Exercise brief: Going through the data below, find how many lines include the word "main", and reply with that number alone.

Information supplied:
Start of Block
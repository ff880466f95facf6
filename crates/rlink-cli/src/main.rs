//! rlink CLI - evaluate R commands through an rlink session.
//!
//! Commands come from the argument list, or one per line from stdin when no
//! arguments are given. Warnings are printed to stderr; the first error
//! stops evaluation with a non-zero exit.

use anyhow::{Context, Result};
use clap::Parser;
use rlink::config::InterpreterConfig;
use rlink::{check_dependencies, RlinkError, Session};
use tokio::io::{AsyncBufReadExt, BufReader};
use tracing::{debug, info};
use tracing_subscriber::{EnvFilter, FmtSubscriber};

#[derive(Parser, Debug)]
#[command(name = "rlink")]
#[command(about = "Evaluate R commands through a long-lived R session")]
struct Args {
    /// Enable debug logging
    #[arg(short, long)]
    debug: bool,

    /// Pass R's own output through to this terminal
    #[arg(long)]
    show_output: bool,

    /// R executable (defaults to $RLINK_R_BINARY, then R)
    #[arg(long)]
    r_binary: Option<String>,

    /// Skip checking for the required R packages
    #[arg(long)]
    skip_dependency_check: bool,

    /// Only check that R and the required packages are available
    #[arg(long)]
    check: bool,

    /// Commands to evaluate in order (read from stdin when omitted)
    commands: Vec<String>,
}

#[tokio::main]
async fn main() -> Result<()> {
    let args = Args::parse();

    // Logs go to stderr; stdout belongs to R. RUST_LOG overrides --debug.
    let filter = EnvFilter::try_from_default_env()
        .unwrap_or_else(|_| EnvFilter::new(default_log_level(args.debug)));
    FmtSubscriber::builder()
        .with_env_filter(filter)
        .with_target(false)
        .with_writer(std::io::stderr)
        .compact()
        .init();

    let program = args
        .r_binary
        .clone()
        .unwrap_or_else(InterpreterConfig::binary_from_env);

    if args.check {
        check_dependencies(&program)
            .await
            .with_context(|| format!("{} is not usable by rlink", program))?;
        println!("{}: ok", program);
        return Ok(());
    }

    let mut session = Session::builder()
        .r_binary(program.as_str())
        .debug(args.show_output)
        .skip_dependency_check(args.skip_dependency_check)
        .connect()
        .await
        .with_context(|| format!("Failed to start {}", program))?;

    info!("R session ready");

    let outcome = if args.commands.is_empty() {
        evaluate_stdin(&mut session).await
    } else {
        evaluate_all(&mut session, &args.commands).await
    };

    let closed = session.close().await;
    outcome?;
    closed.context("Failed to shut down the R session")?;
    Ok(())
}

fn default_log_level(debug: bool) -> &'static str {
    if debug {
        "debug"
    } else {
        "info"
    }
}

async fn evaluate_all(session: &mut Session, commands: &[String]) -> Result<()> {
    for command in commands {
        evaluate(session, command).await?;
    }
    Ok(())
}

async fn evaluate_stdin(session: &mut Session) -> Result<()> {
    let mut lines = BufReader::new(tokio::io::stdin()).lines();
    while let Some(line) = lines.next_line().await? {
        let command = line.trim();
        if command.is_empty() {
            continue;
        }
        evaluate(session, command).await?;
    }
    Ok(())
}

async fn evaluate(session: &mut Session, command: &str) -> Result<()> {
    debug!("Evaluating: {}", command);
    match session.run(command).await {
        Ok(()) => Ok(()),
        Err(RlinkError::InterpreterWarning(message)) => {
            eprintln!("Warning: {}", message);
            Ok(())
        }
        Err(e) => Err(anyhow::Error::new(e).context(format!("Command failed: {}", command))),
    }
}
End of Block
Written solution: 3